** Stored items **
********************

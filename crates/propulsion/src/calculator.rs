use std::path::Path;
use std::sync::Arc;

use log::{debug, info, warn};
use thrust_core::relations::{implied_chamber_pressure_psi, throat_area_in2, thrust_lbf};
use thrust_tables::{PerformanceRecord, TableInterpolator};

use crate::ThrustError;

/// Iteration cap for the mass-flow chamber-pressure solve.
pub const MASS_FLOW_MAX_ITERATIONS: usize = 10;
/// Relative change in chamber pressure accepted as converged.
pub const MASS_FLOW_TOLERANCE: f64 = 0.01;

/// Reference operating condition used to size the nozzle throat.
#[derive(Debug, Clone, Copy, PartialEq)]
pub struct DesignPoint {
    pub thrust_lbf: f64,
    pub chamber_pressure_psi: f64,
    pub mixture_ratio: f64,
    pub ambient_pressure_psi: f64,
}

/// Outcome of the mass-flow driven chamber-pressure solve.
#[derive(Debug, Clone, Copy, PartialEq)]
pub struct MassFlowSolution {
    pub thrust_lbf: f64,
    pub chamber_pressure_psi: f64,
    /// Table queries performed.
    pub iterations: usize,
    /// False when the iteration cap was reached first; the last estimate is still used.
    pub converged: bool,
}

/// Thrust model for a single engine.
///
/// The calculator mutates its sizing and last-result state on every call, so each
/// simulated engine needs its own instance. The table itself is immutable and may
/// be shared between calculators with [`ThrustCalculator::with_table`].
#[derive(Debug, Clone, Default)]
pub struct ThrustCalculator {
    table: Option<Arc<TableInterpolator>>,
    throat_area_in2: f64,
    last_performance: Option<PerformanceRecord>,
}

impl ThrustCalculator {
    pub fn new() -> Self {
        Self::default()
    }

    /// Build a calculator around an already loaded table.
    pub fn with_table(table: Arc<TableInterpolator>) -> Self {
        Self {
            table: Some(table),
            ..Self::default()
        }
    }

    /// Load a fresh performance table from `path`, replacing any previous one.
    ///
    /// Returns the number of table entries. On failure the calculator has no table.
    pub fn load_performance_table<P: AsRef<Path>>(
        &mut self,
        path: P,
    ) -> Result<usize, ThrustError> {
        self.table = None;
        let table = TableInterpolator::from_path(path)?;
        let count = table.len();
        self.table = Some(Arc::new(table));
        Ok(count)
    }

    /// Install a shared table, replacing any previous one.
    pub fn set_table(&mut self, table: Arc<TableInterpolator>) {
        self.table = Some(table);
    }

    pub fn table(&self) -> Option<&Arc<TableInterpolator>> {
        self.table.as_ref()
    }

    fn loaded_table(&self) -> Result<&TableInterpolator, ThrustError> {
        match self.table.as_deref() {
            Some(table) if table.is_loaded() => Ok(table),
            _ => Err(ThrustError::NotLoaded),
        }
    }

    /// Set the nozzle throat area directly.
    pub fn set_throat_area(&mut self, area_in2: f64) -> Result<(), ThrustError> {
        if !(area_in2.is_finite() && area_in2 > 0.0) {
            return Err(ThrustError::InvalidArgument("throat area must be positive"));
        }
        self.throat_area_in2 = area_in2;
        Ok(())
    }

    /// Configured throat area, or zero if none has been set.
    pub fn throat_area(&self) -> f64 {
        self.throat_area_in2
    }

    /// True once a table is loaded and a throat area is configured.
    pub fn is_ready(&self) -> bool {
        self.loaded_table().is_ok() && self.throat_area_in2 > 0.0
    }

    /// Performance from the most recent successful thrust calculation.
    pub fn last_performance(&self) -> Option<&PerformanceRecord> {
        self.last_performance.as_ref()
    }

    /// Size the throat so the engine produces the design thrust at the design point.
    ///
    /// Returns the new throat area. A non-physical result (non-positive `Cf · Pc`)
    /// is rejected and the previous area is kept.
    pub fn size_from_design_point(&mut self, design: &DesignPoint) -> Result<f64, ThrustError> {
        let table = self.loaded_table()?;
        let perf = table.query(
            design.chamber_pressure_psi,
            design.mixture_ratio,
            design.ambient_pressure_psi,
        )?;

        let area = throat_area_in2(
            design.thrust_lbf,
            perf.thrust_coefficient,
            design.chamber_pressure_psi,
        );
        if !(area.is_finite() && area > 0.0) {
            return Err(ThrustError::InvalidArgument(
                "design point does not yield a positive throat area",
            ));
        }

        self.throat_area_in2 = area;
        info!(
            "sized throat to {area:.4} in^2 for {:.1} lbf at Pc={} psi (Cf={:.4})",
            design.thrust_lbf, design.chamber_pressure_psi, perf.thrust_coefficient
        );
        Ok(area)
    }

    fn ensure_ready(&self) -> Result<&TableInterpolator, ThrustError> {
        let table = self.loaded_table().map_err(|_| ThrustError::NotReady)?;
        if self.throat_area_in2 <= 0.0 {
            return Err(ThrustError::NotReady);
        }
        Ok(table)
    }

    /// Thrust (lbf) from measured chamber pressure and propellant flows.
    pub fn calculate_thrust(
        &mut self,
        chamber_pressure_psi: f64,
        oxidizer_flow_lbm_s: f64,
        fuel_flow_lbm_s: f64,
        ambient_pressure_psi: f64,
    ) -> Result<f64, ThrustError> {
        let table = self.ensure_ready()?;
        if fuel_flow_lbm_s <= 0.0 {
            return Err(ThrustError::InvalidArgument(
                "fuel mass flow rate must be positive",
            ));
        }
        let mixture_ratio = oxidizer_flow_lbm_s / fuel_flow_lbm_s;

        let perf = table.query(chamber_pressure_psi, mixture_ratio, ambient_pressure_psi)?;
        self.last_performance = Some(perf);

        Ok(thrust_lbf(
            perf.thrust_coefficient,
            chamber_pressure_psi,
            self.throat_area_in2,
        ))
    }

    /// Thrust (lbf) when only the total propellant flow is known.
    pub fn calculate_thrust_from_mass_flow(
        &mut self,
        total_flow_lbm_s: f64,
        mixture_ratio: f64,
        ambient_pressure_psi: f64,
    ) -> Result<f64, ThrustError> {
        self.solve_mass_flow(total_flow_lbm_s, mixture_ratio, ambient_pressure_psi)
            .map(|solution| solution.thrust_lbf)
    }

    /// Find the chamber pressure consistent with `total_flow_lbm_s` through the throat.
    ///
    /// Starts at the middle of the table's Pc range and iterates the damped update
    /// `Pc ← (Pc + ṁ·C*/(gc·At)) / 2` until the implied pressure is within
    /// [`MASS_FLOW_TOLERANCE`] of the guess, for at most [`MASS_FLOW_MAX_ITERATIONS`]
    /// table queries. Thrust uses the `Cf` from the last query.
    pub fn solve_mass_flow(
        &mut self,
        total_flow_lbm_s: f64,
        mixture_ratio: f64,
        ambient_pressure_psi: f64,
    ) -> Result<MassFlowSolution, ThrustError> {
        let table = self.ensure_ready()?;
        let at = self.throat_area_in2;
        let (pc_min, pc_max) = table.bounds()?.chamber_pressure_psi;

        let mut pc_guess = 0.5 * (pc_min + pc_max);
        let mut perf = None;
        let mut iterations = 0;
        let mut converged = false;

        while iterations < MASS_FLOW_MAX_ITERATIONS {
            let current = table.query(pc_guess, mixture_ratio, ambient_pressure_psi)?;
            perf = Some(current);
            iterations += 1;

            let pc_implied =
                implied_chamber_pressure_psi(total_flow_lbm_s, current.cstar_m_s, at);
            let error = (pc_implied - pc_guess).abs() / pc_guess;
            debug!(
                "mass-flow iteration {iterations}: Pc guess {pc_guess:.3}, implied {pc_implied:.3}"
            );

            if error < MASS_FLOW_TOLERANCE {
                pc_guess = pc_implied;
                converged = true;
                break;
            }
            pc_guess = 0.5 * (pc_guess + pc_implied);
        }

        let Some(perf) = perf else {
            return Err(ThrustError::NotReady);
        };
        self.last_performance = Some(perf);

        if !converged {
            warn!(
                "chamber pressure did not converge within {MASS_FLOW_MAX_ITERATIONS} iterations \
                 (mdot={total_flow_lbm_s} lbm/s, O/F={mixture_ratio}); using Pc={pc_guess:.3} psi"
            );
        }

        Ok(MassFlowSolution {
            thrust_lbf: thrust_lbf(perf.thrust_coefficient, pc_guess, at),
            chamber_pressure_psi: pc_guess,
            iterations,
            converged,
        })
    }
}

********************

** About this exercise **
Write out every line in the data that holds the string "queries".

** Written response **
    /// Table queries performed.
    /// table queries. Thrust uses the `Cf` from the last query.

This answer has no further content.